Scientific Computing

Scientists and engineers rely more than ever on computer modeling and simulation to guide their experimental and design work. The infrastructure that supports this activity depends critically on the development of new numerical algorithms that are reliable, efficient, and scalable. "Large N" is the hallmark of modern, data-intensive scientific computing and it is a common thread that unifies departmental research in numerical linear algebra, optimization, and partial differential equations.

Faculty and Researchers

Austin Benson develops computational frameworks for analyzing large-scale and complex datasets coming from the Web, social networks, biology, and other scientific domains. This involves a combination of network science, matrix and tensor computations, data mining, machine learning, algorithm design, and high-performance computing.

David Bindel works on simulating microelectromechanical systems, numerical linear algebra, finite element analysis, floating point computation and network tomography. His research involves software design, mathematical analysis and physical modeling.

Anil Damle works on the development of fast algorithms in applied and computational mathematics that exploit structure coming from underlying physical or statistical models. This includes work in the areas of computational quantum chemistry, numerical linear algebra, and spectral clustering.

Madeleine Udell studies optimization and machine learning for large scale data analysis and control, with applications in marketing, demographic modeling, medical informatics, and engineering system design. She also develops libraries for modeling and solving optimization problems, including Convex.jl, one of the top ten tools in the Julia language for technical computing.
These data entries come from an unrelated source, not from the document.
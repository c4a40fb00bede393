//! Abstraction over the host's live text tree.
//!
//! The core never owns the tree. It borrows it for the duration of one event
//! through the [`Document`] trait, which exposes the handful of DOM-like
//! primitives the linearizer and the reconciler need. [`ArenaDocument`] is the
//! in-memory implementation used by the replay tool and the tests.

mod arena;

pub use arena::{ArenaDocument, BuiltNodes, NodeSpec};

use crate::error::DocumentResult;
use serde::{Deserialize, Serialize};
use ts_rs::TS;

/// Handle to a node in the host tree.
///
/// Handles are only trusted for a single resolve/reconcile cycle; after any
/// mutation the holder must re-check liveness with [`Document::is_attached`].
#[derive(
    Debug, Clone, Copy, Default, PartialEq, Eq, Hash, PartialOrd, Ord, Serialize, Deserialize, TS,
)]
#[serde(transparent)]
#[ts(export)]
pub struct NodeId(pub u32);

impl std::fmt::Display for NodeId {
    fn fmt(&self, f: &mut std::fmt::Formatter<'_>) -> std::fmt::Result {
        write!(f, "#{}", self.0)
    }
}

/// What a node is, as far as narration cares.
#[derive(Debug, Clone, PartialEq, Eq)]
pub enum NodeKind {
    /// Structural container (paragraph, emphasis, list item, ...).
    Element { tag: String },
    /// The decoration wrapper around the word being spoken.
    Marker,
    /// Leaf holding literal text.
    Text(String),
}

/// Structural change notification emitted by the host tree.
#[derive(Debug, Clone, Copy, PartialEq, Eq, Serialize, Deserialize)]
#[serde(tag = "kind", rename_all = "snake_case")]
pub enum MutationRecord {
    Added { parent: NodeId, node: NodeId },
    Removed { parent: NodeId, node: NodeId },
}

impl MutationRecord {
    pub fn parent(&self) -> NodeId {
        match self {
            MutationRecord::Added { parent, .. } | MutationRecord::Removed { parent, .. } => {
                *parent
            }
        }
    }
}

/// Live tree the narration engine reads and decorates.
pub trait Document {
    /// Node everything attached hangs from.
    fn document_root(&self) -> NodeId;

    fn kind(&self, node: NodeId) -> Option<&NodeKind>;

    fn parent(&self, node: NodeId) -> Option<NodeId>;

    fn first_child(&self, node: NodeId) -> Option<NodeId>;

    fn next_sibling(&self, node: NodeId) -> Option<NodeId>;

    fn previous_sibling(&self, node: NodeId) -> Option<NodeId>;

    /// Create a detached text leaf.
    fn create_text(&mut self, text: &str) -> NodeId;

    /// Create a detached, empty decoration marker.
    fn create_marker(&mut self) -> NodeId;

    /// Insert `child` under `parent` before `reference`, or last when
    /// `reference` is `None`. A `child` that is already attached somewhere is
    /// moved.
    fn insert_before(
        &mut self,
        parent: NodeId,
        child: NodeId,
        reference: Option<NodeId>,
    ) -> DocumentResult<()>;

    /// Detach `node` from its parent. Detaching a detached node is a no-op.
    fn remove(&mut self, node: NodeId) -> DocumentResult<()>;

    fn set_text(&mut self, node: NodeId, text: &str) -> DocumentResult<()>;

    fn text(&self, node: NodeId) -> Option<&str> {
        match self.kind(node)? {
            NodeKind::Text(text) => Some(text.as_str()),
            _ => None,
        }
    }

    fn is_text(&self, node: NodeId) -> bool {
        matches!(self.kind(node), Some(NodeKind::Text(_)))
    }

    fn is_marker(&self, node: NodeId) -> bool {
        matches!(self.kind(node), Some(NodeKind::Marker))
    }

    fn children(&self, node: NodeId) -> Vec<NodeId> {
        let mut out = Vec::new();
        let mut cursor = self.first_child(node);
        while let Some(child) = cursor {
            out.push(child);
            cursor = self.next_sibling(child);
        }
        out
    }

    /// Liveness query: whether `node` is reachable from the document root.
    fn is_attached(&self, node: NodeId) -> bool {
        self.contains(self.document_root(), node)
    }

    /// Whether `node` is `ancestor` or lies below it.
    fn contains(&self, ancestor: NodeId, node: NodeId) -> bool {
        if self.kind(node).is_none() {
            return false;
        }
        let mut cursor = Some(node);
        while let Some(current) = cursor {
            if current == ancestor {
                return true;
            }
            cursor = self.parent(current);
        }
        false
    }

    /// Concatenated text of every leaf under `node`, markers included.
    fn text_content(&self, node: NodeId) -> String {
        let mut out = String::new();
        for id in self.descendants(node) {
            if let Some(text) = self.text(id) {
                out.push_str(text);
            }
        }
        out
    }

    /// `node` and everything below it, in document order.
    fn descendants(&self, node: NodeId) -> Vec<NodeId> {
        if self.kind(node).is_none() {
            return Vec::new();
        }
        let mut out = Vec::new();
        let mut stack = vec![node];
        while let Some(current) = stack.pop() {
            out.push(current);
            let mut children = self.children(current);
            children.reverse();
            stack.extend(children);
        }
        out
    }
}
Charlie Van Loan works in numerical linear and multilinear algebra. A recurring theme in his current research is the development of efficient techniques for matrix problems that involve Kronecker products and multiple symmeties. He has written several texts including Matrix Computations (with Gene Golub), Introduction to Scientific Computing, and Computational Frameworks for the Fast Fourier Transform.

Applied Mathematics

The scientific computing group is also active in the Applied Mathematics Ph.D. program, which is part of Cornell's Center for Applied Mathematics. Prospective Ph.D. applicants interested in the mathematical aspects of scientific computing may wish to consider that graduate field as well.

Related Research

In addition to the core faculty mentioned above, we have several colleagues who work in related areas:

Kavita Bala performs research on scalable graphics for high-complexity scenes. Emphasis is on feature-based graphics, real-time global illumination, perceptually-based rendering, image-based rendering and texturing.

Steve Marschner focuses on high-quality rendering with an emphasis on accurate models for the appearance of everyday materials. Analytical and numerical calculations of light reflection and radiative transport are key elements of his research.

Ramin Zabih applies combinatorial and numerical algorithms to problems in computer vision and medical imaging.